- Work required
Look through the data below and work out how many lines contain the string "impl". Give the number alone.

(Saved entries)
= = = = = = =
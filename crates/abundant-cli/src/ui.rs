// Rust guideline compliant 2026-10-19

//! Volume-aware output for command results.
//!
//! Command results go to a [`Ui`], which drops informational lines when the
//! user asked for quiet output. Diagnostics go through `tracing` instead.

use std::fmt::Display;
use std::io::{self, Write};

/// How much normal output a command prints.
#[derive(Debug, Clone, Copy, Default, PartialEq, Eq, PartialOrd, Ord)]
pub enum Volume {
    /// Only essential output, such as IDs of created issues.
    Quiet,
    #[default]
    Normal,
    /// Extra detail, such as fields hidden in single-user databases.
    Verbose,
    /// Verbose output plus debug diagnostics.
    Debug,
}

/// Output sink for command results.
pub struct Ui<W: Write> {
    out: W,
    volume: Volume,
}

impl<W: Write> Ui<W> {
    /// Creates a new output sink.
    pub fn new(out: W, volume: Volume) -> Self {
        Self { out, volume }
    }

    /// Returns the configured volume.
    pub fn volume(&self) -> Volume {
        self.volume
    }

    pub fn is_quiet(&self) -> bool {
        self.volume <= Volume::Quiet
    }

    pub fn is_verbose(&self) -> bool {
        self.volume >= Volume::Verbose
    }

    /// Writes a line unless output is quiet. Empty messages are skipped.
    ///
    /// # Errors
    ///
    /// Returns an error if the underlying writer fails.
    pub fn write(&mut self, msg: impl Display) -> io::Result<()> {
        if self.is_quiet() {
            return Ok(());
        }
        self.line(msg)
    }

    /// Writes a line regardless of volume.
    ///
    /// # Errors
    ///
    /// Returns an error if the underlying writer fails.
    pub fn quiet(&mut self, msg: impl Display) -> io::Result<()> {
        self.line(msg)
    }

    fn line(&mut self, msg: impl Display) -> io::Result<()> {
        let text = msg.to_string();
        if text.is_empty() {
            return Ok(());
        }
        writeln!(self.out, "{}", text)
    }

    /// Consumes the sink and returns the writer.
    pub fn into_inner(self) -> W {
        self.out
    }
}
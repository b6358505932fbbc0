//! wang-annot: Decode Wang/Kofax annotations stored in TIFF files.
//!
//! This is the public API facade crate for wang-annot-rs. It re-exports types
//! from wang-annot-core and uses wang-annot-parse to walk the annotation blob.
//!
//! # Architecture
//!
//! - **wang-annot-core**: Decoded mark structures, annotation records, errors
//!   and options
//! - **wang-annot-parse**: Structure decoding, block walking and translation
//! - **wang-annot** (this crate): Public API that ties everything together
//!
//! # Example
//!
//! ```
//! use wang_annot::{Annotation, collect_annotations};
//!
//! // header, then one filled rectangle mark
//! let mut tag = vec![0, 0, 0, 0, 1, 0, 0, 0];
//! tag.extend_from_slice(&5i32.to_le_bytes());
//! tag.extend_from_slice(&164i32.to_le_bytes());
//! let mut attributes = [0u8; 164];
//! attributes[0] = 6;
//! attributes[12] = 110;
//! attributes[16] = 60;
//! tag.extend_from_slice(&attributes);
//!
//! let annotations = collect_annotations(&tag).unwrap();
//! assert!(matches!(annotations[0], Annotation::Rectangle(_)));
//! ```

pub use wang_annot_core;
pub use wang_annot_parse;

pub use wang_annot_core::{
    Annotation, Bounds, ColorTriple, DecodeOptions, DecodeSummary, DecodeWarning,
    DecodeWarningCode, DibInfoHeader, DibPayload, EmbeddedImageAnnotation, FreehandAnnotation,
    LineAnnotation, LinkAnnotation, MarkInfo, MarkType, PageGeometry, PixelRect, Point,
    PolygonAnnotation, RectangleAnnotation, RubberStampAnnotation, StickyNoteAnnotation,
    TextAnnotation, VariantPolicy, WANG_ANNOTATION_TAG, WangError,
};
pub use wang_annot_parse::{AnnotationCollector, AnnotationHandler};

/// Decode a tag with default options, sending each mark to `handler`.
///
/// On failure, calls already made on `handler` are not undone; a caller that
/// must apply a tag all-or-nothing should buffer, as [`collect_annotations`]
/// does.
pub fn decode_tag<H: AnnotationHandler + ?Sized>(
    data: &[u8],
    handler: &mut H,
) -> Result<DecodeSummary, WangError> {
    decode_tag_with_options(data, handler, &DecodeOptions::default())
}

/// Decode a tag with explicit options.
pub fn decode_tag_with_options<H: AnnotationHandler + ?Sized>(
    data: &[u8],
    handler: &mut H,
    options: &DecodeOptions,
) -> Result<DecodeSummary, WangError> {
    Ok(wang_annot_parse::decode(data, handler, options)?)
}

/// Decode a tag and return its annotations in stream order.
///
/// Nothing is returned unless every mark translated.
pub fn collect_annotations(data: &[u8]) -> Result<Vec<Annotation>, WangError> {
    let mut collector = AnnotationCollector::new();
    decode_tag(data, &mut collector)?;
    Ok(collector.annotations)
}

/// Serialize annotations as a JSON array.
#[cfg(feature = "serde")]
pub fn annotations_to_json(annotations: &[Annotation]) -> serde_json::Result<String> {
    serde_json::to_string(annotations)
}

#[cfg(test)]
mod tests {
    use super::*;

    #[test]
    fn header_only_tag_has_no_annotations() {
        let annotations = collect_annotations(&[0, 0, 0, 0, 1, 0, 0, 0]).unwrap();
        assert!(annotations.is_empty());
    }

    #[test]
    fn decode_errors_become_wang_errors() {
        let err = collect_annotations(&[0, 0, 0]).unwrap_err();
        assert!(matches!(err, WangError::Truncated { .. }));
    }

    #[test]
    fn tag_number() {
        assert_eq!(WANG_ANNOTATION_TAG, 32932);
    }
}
= = = = = = =
- Answer box
4